(GIVEN RECORDS begins)

//! Decoded directory index.
//!
//! [`DirectoryIndex`] owns every directory found by a collect scan in a flat
//! arena. Directories refer to each other by arena id (parent, children, next
//! sibling), and [`DirectoryNode`] pairs a directory with its index so the
//! graph can be walked with plain method calls:
//!
//! ```text
//! IFD ──next──▶ IFD1
//!  ├─ Exif (0x8769)
//!  │   └─ Iop (0xA005)
//!  └─ GPSInfo (0x8825)
//! ```
//!
//! Directories are addressed by fully-qualified path ("IFD", "IFD1",
//! "IFD/Exif", "IFD/Exif/Iop", "IFD/GPSInfo").

use std::collections::HashMap;
use std::ops::Deref;
use std::sync::Arc;

use bytes::Bytes;
use serde::Serialize;

use super::entry::{Entry, MALFORMED_PLACEHOLDER};
use super::gps::{gps_info_from_entries, GpsInfo};
use super::header::ByteOrder;
use super::kinds::{DirectoryIdentity, DirectoryKind};
use super::registry::TagRegistry;
use super::scanner::UnknownTag;
use crate::error::ExifError;

// =============================================================================
// Directory
// =============================================================================

/// One parsed directory table.
#[derive(Debug)]
pub struct Directory {
    pub(crate) id: usize,
    pub(crate) identity: DirectoryIdentity,
    pub(crate) offset: u32,
    pub(crate) byte_order: ByteOrder,
    pub(crate) entries: Vec<Entry>,
    pub(crate) entries_by_tag_id: HashMap<u16, Vec<usize>>,
    pub(crate) children: Vec<usize>,
    pub(crate) parent: Option<usize>,
    pub(crate) parent_tag_index: Option<usize>,
    pub(crate) next_offset: u32,
    pub(crate) next: Option<usize>,
    pub(crate) thumbnail: Option<Bytes>,
}

impl Directory {
    /// Arena id within the owning index.
    pub fn id(&self) -> usize {
        self.id
    }

    pub fn identity(&self) -> &DirectoryIdentity {
        &self.identity
    }

    pub fn kind(&self) -> DirectoryKind {
        self.identity.kind()
    }

    /// Offset of the table within the blob.
    pub fn offset(&self) -> u32 {
        self.offset
    }

    pub fn byte_order(&self) -> ByteOrder {
        self.byte_order
    }

    /// Kept entries in table order.
    pub fn entries(&self) -> &[Entry] {
        &self.entries
    }

    /// Next-directory link as read (0 when the chain ends or a cycle was cut).
    pub fn next_offset(&self) -> u32 {
        self.next_offset
    }

    /// Position of the pointer entry in the parent's entry list.
    pub fn parent_tag_index(&self) -> Option<usize> {
        self.parent_tag_index
    }

    /// All entries with the given id, in table order.
    ///
    /// # Errors
    /// - `TagNotFound` if there are none
    pub fn find_tag_with_id(&self, tag_id: u16) -> Result<Vec<&Entry>, ExifError> {
        match self.entries_by_tag_id.get(&tag_id) {
            Some(positions) if !positions.is_empty() => {
                Ok(positions.iter().map(|&i| &self.entries[i]).collect())
            }
            _ => Err(ExifError::TagNotFound {
                kind: self.identity.kind().name(),
                tag_id,
            }),
        }
    }

    /// Thumbnail bytes, verbatim.
    ///
    /// # Errors
    /// - `NoThumbnail` when the directory has no offset/size pair
    pub fn thumbnail(&self) -> Result<&Bytes, ExifError> {
        self.thumbnail.as_ref().ok_or(ExifError::NoThumbnail)
    }

    /// GPS information; only valid on a GPSInfo directory.
    pub fn gps_info(&self) -> Result<GpsInfo, ExifError> {
        if self.identity.kind() != DirectoryKind::GpsInfo {
            return Err(ExifError::WrongDirectoryKind {
                expected: DirectoryKind::GpsInfo.path(),
                actual: self.identity.to_string(),
            });
        }
        gps_info_from_entries(&self.entries)
    }
}

// =============================================================================
// DirectoryIndex
// =============================================================================

/// All directories of one decoded blob.
#[derive(Debug)]
pub struct DirectoryIndex {
    directories: Vec<Directory>,
    lookup: HashMap<String, usize>,
    byte_order: ByteOrder,
    registry: Arc<TagRegistry>,
    furthest_offset: u64,
    unknown_tags: Vec<UnknownTag>,
}

impl DirectoryIndex {
    pub(crate) fn new(
        directories: Vec<Directory>,
        byte_order: ByteOrder,
        registry: Arc<TagRegistry>,
    ) -> Self {
        let mut lookup = HashMap::with_capacity(directories.len());
        for directory in &directories {
            lookup
                .entry(directory.identity.to_string())
                .or_insert(directory.id);
        }
        Self {
            directories,
            lookup,
            byte_order,
            registry,
            furthest_offset: 0,
            unknown_tags: Vec::new(),
        }
    }

    pub(crate) fn with_scan_report(mut self, furthest_offset: u64, unknown_tags: Vec<UnknownTag>) -> Self {
        self.furthest_offset = furthest_offset;
        self.unknown_tags = unknown_tags;
        self
    }

    fn node(&self, id: usize) -> DirectoryNode<'_> {
        DirectoryNode {
            index: self,
            directory: &self.directories[id],
        }
    }

    pub fn len(&self) -> usize {
        self.directories.len()
    }

    pub fn is_empty(&self) -> bool {
        self.directories.is_empty()
    }

    pub fn byte_order(&self) -> ByteOrder {
        self.byte_order
    }

    pub fn registry(&self) -> &Arc<TagRegistry> {
        &self.registry
    }

    /// End of the furthest structure touched while collecting.
    pub fn furthest_offset(&self) -> u64 {
        self.furthest_offset
    }

    /// Tags found in a directory that does not register them (universal search only).
    pub fn unknown_tags(&self) -> &[UnknownTag] {
        &self.unknown_tags
    }

    /// IFD0.
    pub fn root(&self) -> Option<DirectoryNode<'_>> {
        self.get(0)
    }

    pub fn get(&self, id: usize) -> Option<DirectoryNode<'_>> {
        (id < self.directories.len()).then(|| self.node(id))
    }

    /// Directories in discovery order (breadth-first).
    pub fn directories(&self) -> impl Iterator<Item = DirectoryNode<'_>> {
        (0..self.directories.len()).map(move |id| self.node(id))
    }

    /// Directory with the given fully-qualified path, e.g. "IFD1" or "IFD/Exif".
    pub fn lookup(&self, path: &str) -> Option<DirectoryNode<'_>> {
        self.lookup.get(path).map(|&id| self.node(id))
    }

    /// Walk from the root to the directory named by `path`, following sibling
    /// links for indices and child pointers for each lineage step.
    ///
    /// # Errors
    /// - `InvalidPath` if `path` does not parse
    /// - `DirectoryNotFound` if any step is missing
    pub fn resolve_path(&self, path: &str) -> Result<DirectoryNode<'_>, ExifError> {
        let identity = DirectoryIdentity::parse(path)?;
        let not_found = || ExifError::DirectoryNotFound(path.to_string());

        let mut lineage = identity.lineage().iter();
        let Some(&(first_kind, first_index)) = lineage.next() else {
            return Err(not_found());
        };
        if first_kind != DirectoryKind::Primary {
            return Err(ExifError::InvalidPath(path.to_string()));
        }

        let mut current = self.root().ok_or_else(not_found)?;
        for _ in 0..first_index {
            current = current.next_sibling().ok_or_else(not_found)?;
        }

        for &(kind, index) in lineage {
            current = current
                .children()
                .find(|child| child.kind() == kind)
                .ok_or_else(not_found)?;
            for _ in 0..index {
                current = current.next_sibling().ok_or_else(not_found)?;
            }
        }
        Ok(current)
    }

    /// Thumbnail from IFD1.
    ///
    /// # Errors
    /// - `NoThumbnail` if there is no IFD1 or it carries no thumbnail
    pub fn thumbnail(&self) -> Result<&Bytes, ExifError> {
        let node = self
            .lookup(&DirectoryIdentity::thumbnail().to_string())
            .ok_or(ExifError::NoThumbnail)?;
        node.directory.thumbnail()
    }

    /// GPS information from IFD/GPSInfo.
    ///
    /// # Errors
    /// - `NoGpsData` if there is no GPSInfo directory
    pub fn gps_info(&self) -> Result<GpsInfo, ExifError> {
        self.lookup(&DirectoryKind::GpsInfo.path())
            .ok_or(ExifError::NoGpsData)?
            .gps_info()
    }
}

// =============================================================================
// DirectoryNode
// =============================================================================

/// A directory together with the index that owns it.
#[derive(Debug, Clone, Copy)]
pub struct DirectoryNode<'a> {
    index: &'a DirectoryIndex,
    directory: &'a Directory,
}

impl<'a> Deref for DirectoryNode<'a> {
    type Target = Directory;

    fn deref(&self) -> &Directory {
        self.directory
    }
}

/// One entry flattened for reporting.
#[derive(Debug, Clone, PartialEq, Eq, Serialize)]
pub struct TagRecord {
    pub path: String,
    pub tag_id: u16,
    pub tag_name: String,
    pub tag_type: &'static str,
    pub unit_count: u32,
    pub value: String,
}

impl TagRecord {
    fn from_entry(entry: &Entry) -> Self {
        Self {
            path: entry.identity().to_string(),
            tag_id: entry.tag_id(),
            tag_name: entry.tag_name().to_string(),
            tag_type: entry.tag_type().name(),
            unit_count: entry.unit_count(),
            value: entry
                .format()
                .unwrap_or_else(|_| MALFORMED_PLACEHOLDER.to_string()),
        }
    }
}

impl<'a> DirectoryNode<'a> {
    pub fn directory(&self) -> &'a Directory {
        self.directory
    }

    pub fn parent(&self) -> Option<DirectoryNode<'a>> {
        self.directory.parent.map(|id| self.index.node(id))
    }

    pub fn next_sibling(&self) -> Option<DirectoryNode<'a>> {
        self.directory.next.map(|id| self.index.node(id))
    }

    pub fn children(&self) -> impl Iterator<Item = DirectoryNode<'a>> + 'a {
        let index = self.index;
        self.directory.children.iter().map(move |&id| index.node(id))
    }

    /// First child directory of the given kind.
    ///
    /// # Errors
    /// - `DirectoryNotFound` if there is none
    pub fn child_with_kind(&self, kind: DirectoryKind) -> Result<DirectoryNode<'a>, ExifError> {
        self.children()
            .find(|child| child.kind() == kind)
            .ok_or_else(|| {
                ExifError::DirectoryNotFound(format!("{}/{}", self.identity, kind.name()))
            })
    }

    fn child_for_entry(&self, entry: &Entry) -> Result<DirectoryNode<'a>, ExifError> {
        let target = entry
            .child_identity()
            .map(|identity| identity.unindexed_path())
            .unwrap_or_default();
        self.children()
            .find(|child| child.identity.unindexed_path() == target)
            .ok_or_else(|| ExifError::DirectoryNotFound(target.clone()))
    }

    fn check_dangling(&self, child_tags: usize) -> Result<(), ExifError> {
        if child_tags != self.directory.children.len() {
            return Err(ExifError::DanglingChildren {
                path: self.identity.to_string(),
                children: self.directory.children.len(),
                child_tags,
            });
        }
        Ok(())
    }

    /// Entries with the given registered name.
    ///
    /// # Errors
    /// - `TagNameNotFound` if the name is not registered for this kind
    /// - `TagNotFound` if the directory holds no such entry
    pub fn find_tag_with_name(&self, name: &str) -> Result<Vec<&'a Entry>, ExifError> {
        let definition = self.index.registry.get_by_name(self.kind(), name)?;
        self.directory.find_tag_with_id(definition.id)
    }

    /// Every entry of this directory, its children and its following
    /// siblings, depth-first with children inlined after their pointer.
    ///
    /// # Errors
    /// - `DanglingChildren` if the child count disagrees with the pointer count
    pub fn dump_tags(&self) -> Result<Vec<&'a Entry>, ExifError> {
        let mut out = Vec::new();
        let mut current = Some(*self);
        while let Some(node) = current {
            let mut child_tags = 0;
            for entry in &node.directory.entries {
                out.push(entry);
                if entry.is_child_pointer() {
                    child_tags += 1;
                    out.extend(node.child_for_entry(entry)?.dump_tags()?);
                }
            }
            node.check_dangling(child_tags)?;
            current = node.next_sibling();
        }
        Ok(out)
    }

    fn phrase(&self) -> String {
        let parent = match self.parent() {
            Some(parent) => parent.identity.unindexed_path(),
            None => "ROOT".to_string(),
        };
        format!(
            "[{}]->[{}]:({})",
            parent,
            self.identity.unindexed_path(),
            self.identity.index()
        )
    }

    fn dump_tree_into(&self, lines: &mut Vec<String>, level: usize) -> Result<(), ExifError> {
        let mut current = Some(*self);
        while let Some(node) = current {
            let indent = " ".repeat(level * 2);
            let phrase = node.phrase();
            lines.push(format!("{indent}> IFD {phrase} TOP"));

            let mut child_tags = 0;
            for entry in &node.directory.entries {
                lines.push(format!("{indent}  - (0x{:04x})", entry.tag_id()));
                if entry.is_child_pointer() {
                    child_tags += 1;
                    node.child_for_entry(entry)?.dump_tree_into(lines, level + 1)?;
                }
            }
            node.check_dangling(child_tags)?;
            lines.push(format!("{indent}< IFD {phrase} BOTTOM"));

            current = node.next_sibling();
            if let Some(next) = current {
                lines.push(format!(
                    "{indent}* LINKING TO SIBLING IFD [{}]:({})",
                    next.identity.unindexed_path(),
                    next.identity.index()
                ));
            }
        }
        Ok(())
    }

    /// Indented outline of this directory, its children and siblings.
    pub fn dump_tree(&self) -> Result<Vec<String>, ExifError> {
        let mut lines = Vec::new();
        self.dump_tree_into(&mut lines, 0)?;
        Ok(lines)
    }

    /// Call `visitor` for every non-pointer entry, recursing into children
    /// and following the sibling chain.
    pub fn enumerate_tags_recursively<F>(&self, visitor: &mut F) -> Result<(), ExifError>
    where
        F: FnMut(DirectoryNode<'a>, &'a Entry) -> Result<(), ExifError>,
    {
        let mut current = Some(*self);
        while let Some(node) = current {
            for entry in &node.directory.entries {
                if entry.is_child_pointer() {
                    node.child_for_entry(entry)?
                        .enumerate_tags_recursively(visitor)?;
                } else {
                    visitor(node, entry)?;
                }
            }
            current = node.next_sibling();
        }
        Ok(())
    }

    /// Serializable rows for every entry reachable from here.
    pub fn tag_records(&self) -> Result<Vec<TagRecord>, ExifError> {
        Ok(self
            .dump_tags()?
            .into_iter()
            .map(TagRecord::from_entry)
            .collect())
    }
}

(GIVEN RECORDS ends)

# [EXERCISE REQUIREMENTS]
Only lines holding the word "that" are wanted; copy each one from the listing.

# [ANSWER FOR THE TASK]
    /// Tags found in a directory that does not register them (universal search only).
/// A directory together with the index that owns it.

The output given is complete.